Do any of your apps use location? There are system APIs for this! Oh, wait, what's this? "Note: The Google Location Services APIs, part of Google Play services, is the preferred way to access location services for apps. […] Clients of the traditional Android location APIs are encouraged to switch to the Google Location Services APIs wherever possible."
Anything scanning QR codes? Remember the old days of ZXing? Not anymore. And of course with incentives: "The Google code scanner API provides a complete solution for scanning codes without requiring your app to request camera permission". You don't have it? I hope you enjoy typing your password and SMS codes, because you're not logging in with the DigiD app.
And now, I couldn't just leave out SafetyNet, and its new replacement, Play Integrity API here. What do these do? I think the most important check: "tells you whether your app is running on a genuine Android device powered by Google Play services". What does "genuine Android device" even mean? I guess not that much control of your device, because you get an accordingly lower device integrity label of MEETS_BASIC_INTEGRITY
if your device "may have an unlocked bootloader".
Is there really no hope in Android world?
microG Project is trying to reimplement these proprietary APIs. There are 2 problems with that:
- Google keeps making new ones, requiring more work to reimplement them. We're talking about complicated stuff like ML models or speech synthesis.

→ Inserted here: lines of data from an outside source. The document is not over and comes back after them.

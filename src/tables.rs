// Copyright 2025-present Harīṣh Tummalachērla
// SPDX-License-Identifier: Apache-2.0

//! The one-time offset-accumulation pass over [`FragmentData`].
//!
//! Every total run length used elsewhere in the crate (`total_prefix_run`,
//! `total_infix_s1_run`, `total_infix_s2_run`) is *derived* here by summing
//! the table's own per-member run lengths, rather than stored anywhere as a
//! second, independently-maintained constant.

use crate::fragments::FragmentData;
use crate::position::Position;
use std::collections::HashMap;

/// A single member of a run-length-partitioned series (a prefix, or an
/// infix within one of the two class-1 series): how long a run it owns,
/// and where that run starts within the series' flat offset space.
#[derive(Debug, Clone)]
pub struct RunEntry {
    pub name: String,
    pub run_length: i64,
    pub base_offset: i64,
}

/// A run-length-partitioned series: an ordered list of [`RunEntry`] plus an
/// index from fragment name back to its position, and the total run length
/// (the sum of every member's run length — the single source of truth the
/// rest of the crate reads from instead of a hardcoded total).
#[derive(Debug, Clone)]
pub struct RunSeries {
    pub entries: Vec<RunEntry>,
    by_name: HashMap<String, usize>,
    pub total_run_length: i64,
}

impl RunSeries {
    fn build(names: &[String], default_len: u32, overrides: &HashMap<String, u32>) -> Self {
        let mut entries = Vec::with_capacity(names.len());
        let mut by_name = HashMap::with_capacity(names.len());
        let mut offset = 0i64;
        for (i, name) in names.iter().enumerate() {
            let run_length = i64::from(*overrides.get(name).unwrap_or(&default_len));
            entries.push(RunEntry {
                name: name.clone(),
                run_length,
                base_offset: offset,
            });
            by_name.insert(name.clone(), i);
            offset += run_length;
        }
        let total_run_length = offset;
        RunSeries {
            entries,
            by_name,
            total_run_length,
        }
    }

    pub fn index_of(&self, name: &str) -> Option<usize> {
        self.by_name.get(name).copied()
    }

    pub fn entry(&self, index: usize) -> &RunEntry {
        &self.entries[index]
    }

    /// Find the member whose run contains `offset` (taken modulo the
    /// series' total run length), returning its index and the offset
    /// within that member's own run.
    pub fn locate(&self, offset: i64) -> (usize, i64) {
        let offset = offset.rem_euclid(self.total_run_length);
        for (i, entry) in self.entries.iter().enumerate() {
            if offset < entry.base_offset + entry.run_length {
                return (i, offset - entry.base_offset);
            }
        }
        unreachable!(
            "RunSeries::locate: offset {offset} not covered by any run, total {}",
            self.total_run_length
        )
    }
}

/// Galaxy-box dimensions, sectors per axis.
#[derive(Debug, Clone, Copy, PartialEq, Eq)]
pub struct GalaxySize {
    pub x: i64,
    pub y: i64,
    pub z: i64,
}

impl GalaxySize {
    fn from_array(a: [i64; 3]) -> Self {
        GalaxySize { x: a[0], y: a[1], z: a[2] }
    }

    /// The sector index `base_sector_coords` recentres offset arithmetic
    /// around: the midpoint of the box, so a signed index can legally range
    /// roughly `[-size/2, size/2)` on each axis. See `DESIGN.md`.
    pub fn midpoint(&self) -> crate::position::SectorIndex {
        crate::position::SectorIndex::new(self.x / 2, self.y / 2, self.z / 2)
    }
}

/// The fully-built fragment tables: every series' offsets, totals, and
/// lookup indices, plus the class-2 layered state tables, all derived once
/// from a loaded [`FragmentData`].
#[derive(Debug, Clone)]
pub struct FragmentTables {
    pub cube_size: f64,
    pub base_coords: Position,

    pub c1_galaxy_size: GalaxySize,
    pub c2_galaxy_size: GalaxySize,
    pub c1_base_sector_coords: crate::position::SectorIndex,
    pub c2_base_sector_coords: crate::position::SectorIndex,

    pub prefixes: RunSeries,
    pub c1_infixes_s1: RunSeries,
    pub c1_infixes_s2: RunSeries,

    pub c1_suffixes_1: Vec<String>,
    pub c1_suffixes_2: Vec<String>,
    pub c2_suffixes_1: Vec<String>,
    pub c2_suffixes_2: Vec<String>,

    c1_prefix_infix_override_map: HashMap<String, u32>,
    c2_prefix_suffix_override_map: HashMap<String, u32>,

    pub c2_vouter_states: Vec<(i64, i64)>,
    pub c2_outer_states: Vec<(i64, i64)>,
    pub c2_run_states: Vec<(i64, i64)>,
    pub c2_run_diff: i64,
    pub c2_outer_diff: i64,
    pub c2_vouter_diff: i64,
    pub c2_f0_step: i64,
    pub c2_f2_step: i64,

    pub c1_arbitrary_index_offset: i64,

    /// Every fragment string across every series, sorted longest-first
    /// (ties broken lexicographically) for longest-match-first tokenizing.
    pub fragment_alphabet: Vec<String>,
}

impl FragmentTables {
    pub fn build(data: &FragmentData) -> Self {
        let prefixes = RunSeries::build(
            &data.prefixes,
            data.prefix_length_default,
            &data.prefix_length_overrides,
        );
        let c1_infixes_s1 = RunSeries::build(
            &data.c1_infixes_s1,
            data.c1_infix_s1_length_default,
            &data.c1_infix_length_overrides,
        );
        let c1_infixes_s2 = RunSeries::build(
            &data.c1_infixes_s2,
            data.c1_infix_s2_length_default,
            &data.c1_infix_length_overrides,
        );

        let c1_galaxy_size = GalaxySize::from_array(data.c1_galaxy_size);
        let c2_galaxy_size = GalaxySize::from_array(data.c2_galaxy_size);

        let mut fragment_alphabet: Vec<String> = data
            .prefixes
            .iter()
            .chain(data.c1_infixes_s1.iter())
            .chain(data.c1_infixes_s2.iter())
            .chain(data.c1_suffixes_1.iter())
            .chain(data.c1_suffixes_2.iter())
            .chain(data.c2_suffixes_1.iter())
            .chain(data.c2_suffixes_2.iter())
            .cloned()
            .collect();
        fragment_alphabet.sort();
        fragment_alphabet.dedup();
        fragment_alphabet.sort_by(|a, b| b.len().cmp(&a.len()).then_with(|| a.cmp(b)));

        FragmentTables {
            cube_size: data.cube_size,
            base_coords: Position::new(
                data.base_coords[0],
                data.base_coords[1],
                data.base_coords[2],
            ),
            c1_galaxy_size,
            c2_galaxy_size,
            c1_base_sector_coords: c1_galaxy_size.midpoint(),
            c2_base_sector_coords: c2_galaxy_size.midpoint(),
            prefixes,
            c1_infixes_s1,
            c1_infixes_s2,
            c1_suffixes_1: data.c1_suffixes_1.clone(),
            c1_suffixes_2: data.c1_suffixes_2.clone(),
            c2_suffixes_1: data.c2_suffixes_1.clone(),
            c2_suffixes_2: data.c2_suffixes_2.clone(),
            c1_prefix_infix_override_map: data.c1_prefix_infix_override_map.clone(),
            c2_prefix_suffix_override_map: data.c2_prefix_suffix_override_map.clone(),
            c2_vouter_states: data.c2_vouter_states.clone(),
            c2_outer_states: data.c2_outer_states.clone(),
            c2_run_states: data.c2_run_states.clone(),
            c2_run_diff: data.c2_run_diff,
            c2_outer_diff: data.c2_outer_diff,
            c2_vouter_diff: data.c2_vouter_diff,
            c2_f0_step: data.c2_f0_step,
            c2_f2_step: data.c2_f2_step,
            c1_arbitrary_index_offset: data.c1_arbitrary_index_offset,
            fragment_alphabet,
        }
    }

    /// Which class-1 infix series (1 or 2) a prefix uses by default.
    pub fn c1_infix_series_for_prefix(&self, prefix: &str) -> u32 {
        *self.c1_prefix_infix_override_map.get(prefix).unwrap_or(&1)
    }

    /// Which class-2 suffix series (1 or 2) a prefix uses by default.
    pub fn c2_suffix_series_for_prefix(&self, prefix: &str) -> u32 {
        *self.c2_prefix_suffix_override_map.get(prefix).unwrap_or(&1)
    }

    /// The suffix list that follows a class-1 name whose last fragment was
    /// drawn from `c1_infixes_s2` (consonant-ish): the vowel-ish series.
    pub fn c1_suffixes_after_s2(&self) -> &[String] {
        &self.c1_suffixes_1
    }

    /// The suffix list that follows a class-1 name whose last fragment was
    /// drawn from `c1_infixes_s1` (vowel-ish): the consonant-ish series.
    pub fn c1_suffixes_after_s1(&self) -> &[String] {
        &self.c1_suffixes_2
    }

    /// The run length of a known prefix.
    pub fn prefix_run_length(&self, prefix: &str) -> Option<i64> {
        self.prefixes
            .index_of(prefix)
            .map(|i| self.prefixes.entry(i).run_length)
    }

    /// Which class-1 infix series (1 or 2) continues a fragment sequence
    /// ending in `last`, mirroring `_c1_get_infixes`: a prefix starts
    /// series 1 (or its override); a series-1 infix continues with series
    /// 2, and vice versa.
    pub fn c1_infixes_after(&self, last: &str) -> Option<(&RunSeries, u32)> {
        if self.prefixes.index_of(last).is_some() {
            let series = self.c1_infix_series_for_prefix(last);
            return Some((self.c1_series(series), series));
        }
        if self.c1_infixes_s1.index_of(last).is_some() {
            return Some((&self.c1_infixes_s2, 2));
        }
        if self.c1_infixes_s2.index_of(last).is_some() {
            return Some((&self.c1_infixes_s1, 1));
        }
        None
    }

    /// The run length of a class-1 infix, wherever in either series it
    /// lives.
    pub fn c1_infix_run_length(&self, infix: &str) -> Option<i64> {
        if let Some(i) = self.c1_infixes_s1.index_of(infix) {
            return Some(self.c1_infixes_s1.entry(i).run_length);
        }
        self.c1_infixes_s2
            .index_of(infix)
            .map(|i| self.c1_infixes_s2.entry(i).run_length)
    }

    /// The total run length of whichever infix series `infix` belongs to.
    pub fn c1_infix_total_run_length(&self, infix: &str) -> Option<i64> {
        if self.c1_infixes_s1.index_of(infix).is_some() {
            return Some(self.c1_infixes_s1.total_run_length);
        }
        if self.c1_infixes_s2.index_of(infix).is_some() {
            return Some(self.c1_infixes_s2.total_run_length);
        }
        None
    }

    /// The base offset of a class-1 infix within its own series.
    pub fn c1_infix_base_offset(&self, infix: &str) -> Option<i64> {
        if let Some(i) = self.c1_infixes_s1.index_of(infix) {
            return Some(self.c1_infixes_s1.entry(i).base_offset);
        }
        self.c1_infixes_s2
            .index_of(infix)
            .map(|i| self.c1_infixes_s2.entry(i).base_offset)
    }

    fn c1_series(&self, series: u32) -> &RunSeries {
        if series == 1 {
            &self.c1_infixes_s1
        } else {
            &self.c1_infixes_s2
        }
    }

    /// The candidate suffix list and the "word start" fragment (whose
    /// prefix run length bounds the truncated list) for a fragment
    /// sequence missing only its trailing suffix. Mirrors `_get_suffixes`:
    /// shared between the class-1 and class-2 codecs since both end a word
    /// in a suffix drawn from one of four lists (two per class).
    pub fn suffixes_for<'a>(
        &'a self,
        frags_without_suffix: &[String],
    ) -> Option<(&'a [String], &'a str)> {
        let last = frags_without_suffix.last()?;
        if self.prefixes.index_of(last).is_some() {
            let series = self.c2_suffix_series_for_prefix(last);
            let list: &[String] = if series == 1 {
                &self.c2_suffixes_1
            } else {
                &self.c2_suffixes_2
            };
            return Some((list, last.as_str()));
        }
        let wordstart = frags_without_suffix[0].as_str();
        if self.c1_infixes_s2.index_of(last).is_some() {
            return Some((self.c1_suffixes_after_s2(), wordstart));
        }
        if self.c1_infixes_s1.index_of(last).is_some() {
            return Some((self.c1_suffixes_after_s1(), wordstart));
        }
        None
    }
}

- Google makes all the engineering choices that suit them. To work, microG has to make requests the same way as the Google Play services. microG allows you to e.g. get push notifications without using Google's proprietary code on your device. But this is still the same, fundamentally flawed way, where Google servers are in the middle. Good riddance, but not quite enough.
I've previously had some faith that Huawei shipping Android phones without the proprietary Google parts is gonna change something. Because, e.g. if you have to scan a QR code on both Google and Huawei, you could just use ZXing, which does not depend on either's environment, right? In reality, of course, developers really just do depend on both, write handling dependent on whether it's Google or Huawei, and ship it like that to the app stores. The whole difference is that instead of a Google ML Kit there is a Huawei ML Kit, and so on.
So, yeah. Hope, left me.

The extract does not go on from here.